Myths and realities

September 18, 2017

Germany is expected to choose Angela Merkel for a fourth term of office as chancellor at the polls this weekend. The unknown factor is who will be her coalition partner(s): the Greens, the Liberals or the Socialists.

To prepare for the elections, a church near Hamburg invited Romkje and myself this past weekend to talk about the spiritual roots of the European Union and to offer some background thoughts on key issues of the election, including migration, populism, the EU and green transport.

I was conscious as I spoke of claims made in a new Dutch book, De geboorte van Europa (The birth of Europe) by a Belgian historian, Rolf Falter, that the story about the EU being established on the basis of brotherhood was a myth perpetuated in our school books. The real reasons were far less idealistic, the author argues: pressure from the Americans, fear of Russian intentions and German resurgence. Ugly compromises and national self-interest dictated the course of events.

Several people had drawn my attention to reviews of this book over the past weeks. I can agree with much in his thesis. The EU story is very messy and can be viewed from many angles. As with the proverbial blind men describing the elephant, different perspectives offer different stories, none perhaps giving the full picture but each giving part. As I wrote in Deeply Rooted, following the start triggered by Schuman and his peers, the process has followed a very twisted route and at times has hung on a slender thread.

Trigger
The idea of European unity has had a long prologue over centuries. Nevertheless Schuman’s unique contribution was to trigger the process–on ‘Europe Day’, May 9 1950–a process that has continued till today, albeit without always remaining true to his plan.

Yes, American pressure did play a key role. The Schuman Plan was a response to American pressure for the French to come up with a solution to the ‘German problem’. The Marshall Plan, the initiative for the United Nations and NATO were all essential for the keeping of peace. But from Schuman’s point of view, none was sufficient in itself. A heart change had to happen involving the Europeans, particularly the French and the Germans.

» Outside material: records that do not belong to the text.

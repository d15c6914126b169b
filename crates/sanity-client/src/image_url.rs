//! Image URL building
//!
//! Turns asset references into CDN URLs with width, height and format
//! transforms. Asset ids follow the `image-<hash>-<width>x<height>-<ext>`
//! convention.

use crate::client::SanityConfig;
use crate::types::{AssetReference, ImageField};
use crate::{Error, Result};
use serde::{Deserialize, Serialize};

/// CDN host serving image assets
pub const IMAGE_CDN: &str = "https://cdn.sanity.io/images";

/// Output formats the image pipeline can transcode to
#[derive(Debug, Clone, Copy, PartialEq, Eq, Serialize, Deserialize)]
#[serde(rename_all = "lowercase")]
pub enum ImageFormat {
    /// JPEG
    Jpg,
    /// PNG
    Png,
    /// WebP
    Webp,
}

impl ImageFormat {
    /// Value of the `fm` query parameter
    pub fn as_str(&self) -> &'static str {
        match self {
            ImageFormat::Jpg => "jpg",
            ImageFormat::Png => "png",
            ImageFormat::Webp => "webp",
        }
    }
}

/// Parsed image asset id
#[derive(Debug, Clone, PartialEq, Eq)]
pub struct ImageAsset {
    /// Content hash
    pub hash: String,
    /// Original width in pixels
    pub width: u32,
    /// Original height in pixels
    pub height: u32,
    /// Original file extension
    pub extension: String,
}

impl ImageAsset {
    /// Parse an `image-<hash>-<w>x<h>-<ext>` asset id
    pub fn parse(id: &str) -> Result<Self> {
        let invalid = || Error::InvalidAsset(id.to_string());

        let rest = id.strip_prefix("image-").ok_or_else(invalid)?;
        let mut parts = rest.rsplitn(3, '-');
        let extension = parts.next().filter(|s| !s.is_empty()).ok_or_else(invalid)?;
        let dims = parts.next().ok_or_else(invalid)?;
        let hash = parts.next().filter(|s| !s.is_empty()).ok_or_else(invalid)?;

        let (w, h) = dims.split_once('x').ok_or_else(invalid)?;
        let width = w.parse().map_err(|_| invalid())?;
        let height = h.parse().map_err(|_| invalid())?;

        Ok(Self {
            hash: hash.to_string(),
            width,
            height,
            extension: extension.to_string(),
        })
    }

    /// Aspect ratio of the original upload
    pub fn aspect_ratio(&self) -> f32 {
        if self.height == 0 {
            return 1.0;
        }
        self.width as f32 / self.height as f32
    }
}

/// Builds transform URLs for one project/dataset
#[derive(Debug, Clone, PartialEq, Eq)]
pub struct ImageUrlBuilder {
    project_id: String,
    dataset: String,
}

impl ImageUrlBuilder {
    /// Create a builder for a project and dataset
    pub fn new(project_id: impl Into<String>, dataset: impl Into<String>) -> Self {
        Self {
            project_id: project_id.into(),
            dataset: dataset.into(),
        }
    }

    /// Create a builder matching a client configuration
    pub fn from_config(config: &SanityConfig) -> Self {
        Self::new(config.project_id.clone(), config.dataset.clone())
    }

    /// Start a URL for an image field
    pub fn image(&self, field: &ImageField) -> Result<ImageUrl> {
        let asset = field
            .asset
            .as_ref()
            .ok_or_else(|| Error::InvalidAsset("image has no asset".to_string()))?;
        self.asset(asset)
    }

    /// Start a URL for an asset reference
    pub fn asset(&self, asset: &AssetReference) -> Result<ImageUrl> {
        let base = match (&asset.id, &asset.url) {
            (Some(id), _) => {
                let parsed = ImageAsset::parse(id)?;
                format!(
                    "{}/{}/{}/{}-{}x{}.{}",
                    IMAGE_CDN,
                    self.project_id,
                    self.dataset,
                    parsed.hash,
                    parsed.width,
                    parsed.height,
                    parsed.extension
                )
            }
            (None, Some(url)) => url.clone(),
            (None, None) => {
                return Err(Error::InvalidAsset("asset has neither id nor url".to_string()))
            }
        };

        Ok(ImageUrl {
            base,
            width: None,
            height: None,
            format: None,
        })
    }
}

/// Transform options for a single image URL
#[derive(Debug, Clone, PartialEq, Eq)]
pub struct ImageUrl {
    base: String,
    width: Option<u32>,
    height: Option<u32>,
    format: Option<ImageFormat>,
}

impl ImageUrl {
    /// Target width
    pub fn width(mut self, width: u32) -> Self {
        self.width = Some(width);
        self
    }

    /// Target height
    pub fn height(mut self, height: u32) -> Self {
        self.height = Some(height);
        self
    }

    /// Output format
    pub fn format(mut self, format: ImageFormat) -> Self {
        self.format = Some(format);
        self
    }

    /// Render the final URL
    pub fn url(&self) -> String {
        let mut params = Vec::new();
        if let Some(w) = self.width {
            params.push(format!("w={}", w));
        }
        if let Some(h) = self.height {
            params.push(format!("h={}", h));
        }
        if let Some(fm) = self.format {
            params.push(format!("fm={}", fm.as_str()));
        }

        if params.is_empty() {
            return self.base.clone();
        }
        let separator = if self.base.contains('?') { '&' } else { '?' };
        format!("{}{}{}", self.base, separator, params.join("&"))
    }
}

Even when imprisoned during the war by the Gestapo, Schuman had smuggled out letters to his fellow Frenchmen insisting that they would have to learn to forgive and love the Germans to rebuild a post-war Europe. After the war, NATO and the Marshall Plan were essential pieces of ‘scaffolding’ on the outside; but change had to happen on the inside. Unfortunately Schuman’s insistence that the project had to have a ‘soul’, and must not remain simply economical and technical, has repeatedly fallen on deaf ears.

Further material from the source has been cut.